> _TASK STATEMENT_:
Search the listing below for the word "RedeliveryPolicy" and copy each line where it appears.
»»
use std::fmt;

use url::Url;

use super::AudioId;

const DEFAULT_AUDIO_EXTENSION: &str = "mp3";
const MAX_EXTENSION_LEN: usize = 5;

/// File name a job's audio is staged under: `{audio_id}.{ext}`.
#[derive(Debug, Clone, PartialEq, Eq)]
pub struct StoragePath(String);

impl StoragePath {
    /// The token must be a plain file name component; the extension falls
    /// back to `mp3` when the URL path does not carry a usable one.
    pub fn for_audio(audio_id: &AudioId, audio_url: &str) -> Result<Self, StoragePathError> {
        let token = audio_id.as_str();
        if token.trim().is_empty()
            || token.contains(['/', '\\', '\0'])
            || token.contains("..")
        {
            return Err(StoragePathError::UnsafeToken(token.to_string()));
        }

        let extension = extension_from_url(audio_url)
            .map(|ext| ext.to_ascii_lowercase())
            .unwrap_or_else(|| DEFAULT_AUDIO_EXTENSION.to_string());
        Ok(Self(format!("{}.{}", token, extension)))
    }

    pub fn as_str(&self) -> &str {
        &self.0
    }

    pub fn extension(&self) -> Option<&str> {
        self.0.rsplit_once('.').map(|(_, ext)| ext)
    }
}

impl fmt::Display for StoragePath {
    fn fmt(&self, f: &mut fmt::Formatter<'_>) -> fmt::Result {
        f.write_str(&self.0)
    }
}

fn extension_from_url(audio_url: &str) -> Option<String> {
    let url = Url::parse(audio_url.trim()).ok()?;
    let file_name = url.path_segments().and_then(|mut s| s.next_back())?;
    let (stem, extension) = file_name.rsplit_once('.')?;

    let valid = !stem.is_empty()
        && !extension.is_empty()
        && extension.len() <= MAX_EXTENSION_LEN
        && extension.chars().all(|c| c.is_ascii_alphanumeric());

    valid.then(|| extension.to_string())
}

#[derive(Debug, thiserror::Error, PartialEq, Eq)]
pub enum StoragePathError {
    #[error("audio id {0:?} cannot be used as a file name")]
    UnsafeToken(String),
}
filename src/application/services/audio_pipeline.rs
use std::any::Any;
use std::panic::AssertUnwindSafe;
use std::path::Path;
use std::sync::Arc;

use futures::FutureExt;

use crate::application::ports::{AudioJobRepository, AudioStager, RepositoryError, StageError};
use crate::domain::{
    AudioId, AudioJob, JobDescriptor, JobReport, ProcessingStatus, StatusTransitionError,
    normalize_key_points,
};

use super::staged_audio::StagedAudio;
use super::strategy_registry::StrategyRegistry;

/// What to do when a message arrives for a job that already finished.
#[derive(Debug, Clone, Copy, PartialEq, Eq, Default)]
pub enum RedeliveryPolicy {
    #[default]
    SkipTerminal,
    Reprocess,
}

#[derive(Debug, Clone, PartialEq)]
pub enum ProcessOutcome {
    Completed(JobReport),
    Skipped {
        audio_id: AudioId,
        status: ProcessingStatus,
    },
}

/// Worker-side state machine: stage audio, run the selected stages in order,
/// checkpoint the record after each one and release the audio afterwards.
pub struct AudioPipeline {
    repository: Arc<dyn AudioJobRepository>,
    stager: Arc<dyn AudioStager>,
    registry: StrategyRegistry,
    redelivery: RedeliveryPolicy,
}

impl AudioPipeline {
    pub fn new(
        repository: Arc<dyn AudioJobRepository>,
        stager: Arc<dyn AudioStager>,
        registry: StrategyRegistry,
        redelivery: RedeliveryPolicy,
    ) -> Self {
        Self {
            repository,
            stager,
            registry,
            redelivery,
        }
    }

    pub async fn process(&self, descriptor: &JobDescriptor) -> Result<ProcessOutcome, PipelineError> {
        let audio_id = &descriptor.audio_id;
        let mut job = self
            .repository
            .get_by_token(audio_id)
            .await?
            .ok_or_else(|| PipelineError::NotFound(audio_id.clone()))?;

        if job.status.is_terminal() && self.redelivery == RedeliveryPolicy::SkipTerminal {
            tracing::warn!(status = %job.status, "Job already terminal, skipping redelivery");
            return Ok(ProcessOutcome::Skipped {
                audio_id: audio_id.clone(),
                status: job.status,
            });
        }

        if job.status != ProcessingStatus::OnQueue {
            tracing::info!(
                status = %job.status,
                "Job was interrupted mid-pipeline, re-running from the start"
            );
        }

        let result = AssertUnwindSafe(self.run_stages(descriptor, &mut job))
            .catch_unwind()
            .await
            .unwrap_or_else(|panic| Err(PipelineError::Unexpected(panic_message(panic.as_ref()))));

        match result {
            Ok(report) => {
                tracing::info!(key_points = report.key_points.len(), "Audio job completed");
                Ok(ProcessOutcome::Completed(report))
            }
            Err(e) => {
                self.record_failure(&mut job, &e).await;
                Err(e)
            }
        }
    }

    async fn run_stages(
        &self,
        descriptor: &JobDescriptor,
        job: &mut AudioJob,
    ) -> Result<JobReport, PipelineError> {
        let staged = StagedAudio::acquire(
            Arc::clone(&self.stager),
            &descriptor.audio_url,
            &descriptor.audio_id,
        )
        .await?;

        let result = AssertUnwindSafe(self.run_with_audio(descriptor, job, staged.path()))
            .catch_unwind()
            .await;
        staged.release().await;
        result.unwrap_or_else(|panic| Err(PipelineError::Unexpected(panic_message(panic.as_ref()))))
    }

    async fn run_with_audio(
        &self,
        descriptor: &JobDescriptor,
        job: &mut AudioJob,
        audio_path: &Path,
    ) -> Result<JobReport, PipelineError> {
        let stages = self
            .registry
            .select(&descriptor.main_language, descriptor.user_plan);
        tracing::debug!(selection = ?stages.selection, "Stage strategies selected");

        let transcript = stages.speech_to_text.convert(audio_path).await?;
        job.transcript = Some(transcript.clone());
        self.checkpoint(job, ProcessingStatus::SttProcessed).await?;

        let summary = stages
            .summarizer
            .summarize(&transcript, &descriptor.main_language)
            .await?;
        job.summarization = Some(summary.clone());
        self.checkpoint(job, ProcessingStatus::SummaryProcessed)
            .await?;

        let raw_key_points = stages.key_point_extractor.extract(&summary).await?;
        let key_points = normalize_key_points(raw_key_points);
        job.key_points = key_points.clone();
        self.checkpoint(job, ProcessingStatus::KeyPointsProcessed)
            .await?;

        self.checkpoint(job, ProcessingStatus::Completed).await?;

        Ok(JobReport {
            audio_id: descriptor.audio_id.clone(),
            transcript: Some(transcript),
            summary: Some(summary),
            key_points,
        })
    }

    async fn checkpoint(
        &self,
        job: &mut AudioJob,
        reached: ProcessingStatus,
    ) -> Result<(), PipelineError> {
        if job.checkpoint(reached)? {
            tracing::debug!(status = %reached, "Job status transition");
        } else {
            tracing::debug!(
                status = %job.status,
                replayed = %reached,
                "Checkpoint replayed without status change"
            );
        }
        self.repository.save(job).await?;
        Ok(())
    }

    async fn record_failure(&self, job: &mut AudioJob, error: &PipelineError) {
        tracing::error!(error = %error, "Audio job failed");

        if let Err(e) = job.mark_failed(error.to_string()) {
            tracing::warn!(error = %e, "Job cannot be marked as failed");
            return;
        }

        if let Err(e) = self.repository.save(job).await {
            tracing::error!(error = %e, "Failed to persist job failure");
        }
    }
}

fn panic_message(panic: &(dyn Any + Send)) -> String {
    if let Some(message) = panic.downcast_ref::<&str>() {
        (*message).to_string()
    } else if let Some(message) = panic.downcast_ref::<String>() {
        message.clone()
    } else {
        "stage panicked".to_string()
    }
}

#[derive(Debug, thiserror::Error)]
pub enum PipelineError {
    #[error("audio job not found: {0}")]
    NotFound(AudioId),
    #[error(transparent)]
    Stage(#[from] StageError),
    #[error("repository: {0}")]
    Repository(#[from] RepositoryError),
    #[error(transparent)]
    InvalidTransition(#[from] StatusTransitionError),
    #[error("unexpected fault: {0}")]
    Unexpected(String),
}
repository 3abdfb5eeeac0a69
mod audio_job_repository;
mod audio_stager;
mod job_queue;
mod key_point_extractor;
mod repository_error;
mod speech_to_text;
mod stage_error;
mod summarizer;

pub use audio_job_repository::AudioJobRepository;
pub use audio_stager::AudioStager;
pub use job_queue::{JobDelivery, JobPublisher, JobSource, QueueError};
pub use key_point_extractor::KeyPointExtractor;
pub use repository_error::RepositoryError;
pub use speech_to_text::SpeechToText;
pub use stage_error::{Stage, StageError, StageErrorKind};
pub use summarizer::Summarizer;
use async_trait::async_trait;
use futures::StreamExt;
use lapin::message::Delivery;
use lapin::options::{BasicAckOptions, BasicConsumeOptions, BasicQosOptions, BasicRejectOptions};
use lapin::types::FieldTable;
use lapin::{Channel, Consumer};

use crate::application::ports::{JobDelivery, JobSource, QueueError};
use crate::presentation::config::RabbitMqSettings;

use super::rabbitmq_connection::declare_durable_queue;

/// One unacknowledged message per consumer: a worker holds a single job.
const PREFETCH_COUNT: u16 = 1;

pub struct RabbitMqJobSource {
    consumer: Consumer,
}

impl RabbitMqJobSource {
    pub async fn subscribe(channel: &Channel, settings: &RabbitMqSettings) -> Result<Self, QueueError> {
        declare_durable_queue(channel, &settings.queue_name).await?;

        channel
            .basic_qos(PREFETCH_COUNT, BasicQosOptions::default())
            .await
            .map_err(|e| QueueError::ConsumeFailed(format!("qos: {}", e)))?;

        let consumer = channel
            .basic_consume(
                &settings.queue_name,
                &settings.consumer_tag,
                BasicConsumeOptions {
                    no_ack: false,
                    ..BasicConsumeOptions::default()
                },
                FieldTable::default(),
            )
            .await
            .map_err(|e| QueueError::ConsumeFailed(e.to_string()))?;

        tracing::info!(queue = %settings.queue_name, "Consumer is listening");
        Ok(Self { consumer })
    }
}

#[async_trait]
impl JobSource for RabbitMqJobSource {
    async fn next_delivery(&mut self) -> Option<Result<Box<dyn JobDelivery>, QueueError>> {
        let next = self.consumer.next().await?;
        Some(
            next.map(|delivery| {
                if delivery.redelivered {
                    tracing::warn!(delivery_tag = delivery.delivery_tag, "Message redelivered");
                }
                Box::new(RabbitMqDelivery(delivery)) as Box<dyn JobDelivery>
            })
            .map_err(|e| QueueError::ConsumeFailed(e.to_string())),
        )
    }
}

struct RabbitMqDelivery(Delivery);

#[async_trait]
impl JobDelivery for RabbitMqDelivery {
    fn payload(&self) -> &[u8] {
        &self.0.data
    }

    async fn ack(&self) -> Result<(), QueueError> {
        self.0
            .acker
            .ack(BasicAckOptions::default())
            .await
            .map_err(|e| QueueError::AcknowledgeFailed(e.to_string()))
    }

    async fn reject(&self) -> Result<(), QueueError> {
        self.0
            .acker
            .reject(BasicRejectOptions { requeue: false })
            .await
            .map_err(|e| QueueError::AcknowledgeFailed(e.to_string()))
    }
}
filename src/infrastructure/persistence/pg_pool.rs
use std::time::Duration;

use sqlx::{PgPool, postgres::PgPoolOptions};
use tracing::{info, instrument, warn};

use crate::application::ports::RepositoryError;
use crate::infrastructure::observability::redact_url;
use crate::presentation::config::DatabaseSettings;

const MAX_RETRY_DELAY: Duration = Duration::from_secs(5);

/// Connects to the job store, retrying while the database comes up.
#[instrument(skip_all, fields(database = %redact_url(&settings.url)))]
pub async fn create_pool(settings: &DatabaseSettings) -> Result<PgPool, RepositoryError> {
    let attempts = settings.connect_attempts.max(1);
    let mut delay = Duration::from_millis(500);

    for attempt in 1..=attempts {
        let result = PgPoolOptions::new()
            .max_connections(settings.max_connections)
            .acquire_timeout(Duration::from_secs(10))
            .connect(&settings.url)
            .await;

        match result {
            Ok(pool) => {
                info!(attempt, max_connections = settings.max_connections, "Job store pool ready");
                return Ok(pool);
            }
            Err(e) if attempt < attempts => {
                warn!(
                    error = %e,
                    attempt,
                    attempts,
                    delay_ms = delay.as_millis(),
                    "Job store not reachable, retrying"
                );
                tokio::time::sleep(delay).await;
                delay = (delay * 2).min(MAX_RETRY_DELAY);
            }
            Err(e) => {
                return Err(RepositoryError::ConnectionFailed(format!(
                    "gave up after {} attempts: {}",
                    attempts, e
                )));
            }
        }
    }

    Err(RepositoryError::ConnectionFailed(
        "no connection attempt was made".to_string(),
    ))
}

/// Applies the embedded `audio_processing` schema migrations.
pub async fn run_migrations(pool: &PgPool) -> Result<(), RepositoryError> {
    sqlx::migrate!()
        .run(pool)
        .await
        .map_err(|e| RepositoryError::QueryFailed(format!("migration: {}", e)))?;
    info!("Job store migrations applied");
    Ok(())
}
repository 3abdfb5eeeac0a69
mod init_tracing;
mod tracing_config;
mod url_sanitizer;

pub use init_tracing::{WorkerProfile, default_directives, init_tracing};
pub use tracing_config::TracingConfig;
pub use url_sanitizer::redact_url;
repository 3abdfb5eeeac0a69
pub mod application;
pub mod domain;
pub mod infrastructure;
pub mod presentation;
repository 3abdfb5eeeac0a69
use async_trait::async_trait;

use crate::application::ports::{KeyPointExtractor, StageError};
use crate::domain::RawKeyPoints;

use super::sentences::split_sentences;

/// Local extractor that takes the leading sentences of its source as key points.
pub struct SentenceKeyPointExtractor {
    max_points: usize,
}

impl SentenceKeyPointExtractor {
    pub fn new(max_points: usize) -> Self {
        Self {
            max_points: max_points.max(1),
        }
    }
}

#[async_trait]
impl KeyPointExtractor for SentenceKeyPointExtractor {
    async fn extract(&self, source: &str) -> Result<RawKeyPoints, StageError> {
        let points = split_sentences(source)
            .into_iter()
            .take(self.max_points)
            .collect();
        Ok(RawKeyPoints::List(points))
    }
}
««
> _RESPONSE TO THIS TASK_:
pub enum RedeliveryPolicy {
    redelivery: RedeliveryPolicy,
        redelivery: RedeliveryPolicy,
        if job.status.is_terminal() && self.redelivery == RedeliveryPolicy::SkipTerminal {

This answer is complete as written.